DATA LISTING START

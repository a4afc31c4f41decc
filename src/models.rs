// ABOUTME: Input record types and chart-ready output types for the insights engine
// ABOUTME: Records mirror storage rows; outputs carry the camelCase JSON contract of the app API
//
// SPDX-License-Identifier: MIT OR Apache-2.0
// Copyright (c) 2025 Liftbook

use std::str::FromStr;

use chrono::{DateTime, Local, NaiveDate};
use serde::{Deserialize, Deserializer, Serialize, Serializer};
use uuid::Uuid;

use crate::errors::InsightsError;

/// Body part an exercise is tagged with.
///
/// `Cardio` marks cardio machines logged through the set interface; volume
/// aggregation always skips it.
#[derive(Debug, Clone, Copy, PartialEq, Eq, Hash, Serialize, Deserialize)]
#[serde(rename_all = "lowercase")]
pub enum BodyPart {
    /// Chest exercises.
    Chest,
    /// Back exercises.
    Back,
    /// Shoulder exercises.
    Shoulders,
    /// Arm exercises (biceps, triceps, forearms).
    Arms,
    /// Leg exercises.
    Legs,
    /// Core and abdominal exercises.
    Core,
    /// Cardio machines; excluded from tonnage.
    Cardio,
}

impl BodyPart {
    /// Canonical wire string.
    #[must_use]
    pub const fn as_str(self) -> &'static str {
        match self {
            Self::Chest => "chest",
            Self::Back => "back",
            Self::Shoulders => "shoulders",
            Self::Arms => "arms",
            Self::Legs => "legs",
            Self::Core => "core",
            Self::Cardio => "cardio",
        }
    }
}

impl FromStr for BodyPart {
    type Err = InsightsError;

    fn from_str(s: &str) -> Result<Self, Self::Err> {
        match s {
            "chest" => Ok(Self::Chest),
            "back" => Ok(Self::Back),
            "shoulders" => Ok(Self::Shoulders),
            "arms" => Ok(Self::Arms),
            "legs" => Ok(Self::Legs),
            "core" => Ok(Self::Core),
            "cardio" => Ok(Self::Cardio),
            other => Err(InsightsError::InvalidBodyPart(other.into())),
        }
    }
}

/// Body-part selection for the volume trend: everything or one tag.
///
/// Serializes as the plain tag string (`"all"`, `"chest"`, ...) so the report
/// echo matches the query parameter the caller sent.
#[derive(Debug, Clone, Copy, PartialEq, Eq)]
pub enum BodyPartFilter {
    /// Every strength body part.
    All,
    /// A single body part.
    Only(BodyPart),
}

impl BodyPartFilter {
    /// Whether a set tagged `part` passes this filter.
    #[must_use]
    pub fn matches(self, part: BodyPart) -> bool {
        match self {
            Self::All => true,
            Self::Only(selected) => selected == part,
        }
    }

    /// Canonical wire string.
    #[must_use]
    pub const fn as_str(self) -> &'static str {
        match self {
            Self::All => "all",
            Self::Only(part) => part.as_str(),
        }
    }
}

impl FromStr for BodyPartFilter {
    type Err = InsightsError;

    fn from_str(s: &str) -> Result<Self, Self::Err> {
        if s == "all" {
            return Ok(Self::All);
        }
        BodyPart::from_str(s).map(Self::Only)
    }
}

impl Serialize for BodyPartFilter {
    fn serialize<S: Serializer>(&self, serializer: S) -> Result<S::Ok, S::Error> {
        serializer.serialize_str(self.as_str())
    }
}

impl<'de> Deserialize<'de> for BodyPartFilter {
    fn deserialize<D: Deserializer<'de>>(deserializer: D) -> Result<Self, D::Error> {
        let raw = String::deserialize(deserializer)?;
        raw.parse().map_err(serde::de::Error::custom)
    }
}

/// One logged strength set.
#[derive(Debug, Clone, Serialize, Deserialize)]
pub struct WorkoutSet {
    /// Exercise this set belongs to.
    pub exercise_id: Uuid,
    /// Body part the exercise is tagged with.
    pub body_part: BodyPart,
    /// Weight on the bar in kilograms; `None` for bodyweight-only sets.
    pub weight_kg: Option<f64>,
    /// Repetitions performed; `None` when the user logged weight only.
    pub reps: Option<u32>,
    /// Wall-clock time the set was logged.
    pub recorded_at: DateTime<Local>,
}

impl WorkoutSet {
    /// Local calendar day the set was logged on.
    #[must_use]
    pub fn day(&self) -> NaiveDate {
        self.recorded_at.date_naive()
    }
}

/// One logged cardio session.
#[derive(Debug, Clone, Serialize, Deserialize)]
pub struct CardioSession {
    /// Exercise this session belongs to.
    pub exercise_id: Uuid,
    /// Distance covered in meters, when the machine reports one.
    pub distance_m: Option<f64>,
    /// Duration in seconds.
    pub duration_sec: Option<f64>,
    /// Wall-clock time the session was logged.
    pub recorded_at: DateTime<Local>,
}

impl CardioSession {
    /// Local calendar day the session was logged on.
    #[must_use]
    pub fn day(&self) -> NaiveDate {
        self.recorded_at.date_naive()
    }
}

/// One body-composition measurement; every metric is independently optional.
#[derive(Debug, Clone, Serialize, Deserialize)]
pub struct BodyMeasurement {
    /// Height in centimeters. Stored for profile display; no trend is
    /// derived from it.
    pub height_cm: Option<f64>,
    /// Body weight in kilograms.
    pub body_weight_kg: Option<f64>,
    /// Skeletal muscle mass in kilograms.
    pub muscle_mass_kg: Option<f64>,
    /// Body fat percentage.
    pub body_fat_pct: Option<f64>,
    /// Wall-clock time the measurement was taken.
    pub recorded_at: DateTime<Local>,
}

impl BodyMeasurement {
    /// Local calendar day the measurement was taken on.
    #[must_use]
    pub fn day(&self) -> NaiveDate {
        self.recorded_at.date_naive()
    }
}

/// One chart point.
///
/// `value = None` means the span holds no usable sample; `estimated` marks
/// values that came out of a formula or a multi-sample aggregation rather
/// than a single direct measurement.
#[derive(Debug, Clone, PartialEq, Serialize, Deserialize)]
pub struct TrendPoint {
    /// Human-readable span label (`"2025-06"`, `"06-02 ~ 06-08"`, ...).
    pub label: String,
    /// Aggregated value, or `None` for an empty span.
    pub value: Option<f64>,
    /// Whether the value was inferred rather than directly measured.
    #[serde(rename = "isEstimated")]
    pub estimated: bool,
}

/// Cardio trend: three parallel series sharing one label sequence.
#[derive(Debug, Clone, Default, PartialEq, Serialize, Deserialize)]
pub struct CardioTrendReport {
    /// Distance per span, kilometers.
    #[serde(rename = "distance")]
    pub distance_km: Vec<TrendPoint>,
    /// Time spent per span, minutes.
    #[serde(rename = "duration")]
    pub duration_min: Vec<TrendPoint>,
    /// Average speed per span, km/h; null where distance or time is missing.
    #[serde(rename = "avgSpeed")]
    pub avg_speed_kmh: Vec<TrendPoint>,
}

/// Training-volume trend for one body-part selection.
#[derive(Debug, Clone, PartialEq, Serialize, Deserialize)]
#[serde(rename_all = "camelCase")]
pub struct VolumeTrendReport {
    /// The selection this report answers, echoed for the presentation layer.
    pub body_part: BodyPartFilter,
    /// Tonnage per span, kilograms.
    pub points: Vec<TrendPoint>,
}

/// Body-composition trend: one series per metric, independently sparse.
#[derive(Debug, Clone, Default, PartialEq, Serialize, Deserialize)]
#[serde(rename_all = "camelCase")]
pub struct BodyCompositionReport {
    /// Body weight series, kilograms.
    pub body_weight: Vec<TrendPoint>,
    /// Skeletal muscle mass series, kilograms.
    pub muscle_mass: Vec<TrendPoint>,
    /// Body fat series, percent.
    pub body_fat: Vec<TrendPoint>,
}

/// Consecutive-day activity streaks.
#[derive(Debug, Clone, Copy, Default, PartialEq, Eq, Serialize, Deserialize)]
#[serde(rename_all = "camelCase")]
pub struct StreakSummary {
    /// Run of logged days ending in the grace window around today.
    pub current_streak: u32,
    /// Longest run of consecutive logged days on record.
    pub longest_streak: u32,
}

DATA LISTING END

=== PROBLEM TO WORK ON ===
Lines in the data that include the word "aggregation" should all be copied.

=== RESPONSE FOR THIS EXERCISE ===
/// aggregation always skips it.
/// values that came out of a formula or a multi-sample aggregation rather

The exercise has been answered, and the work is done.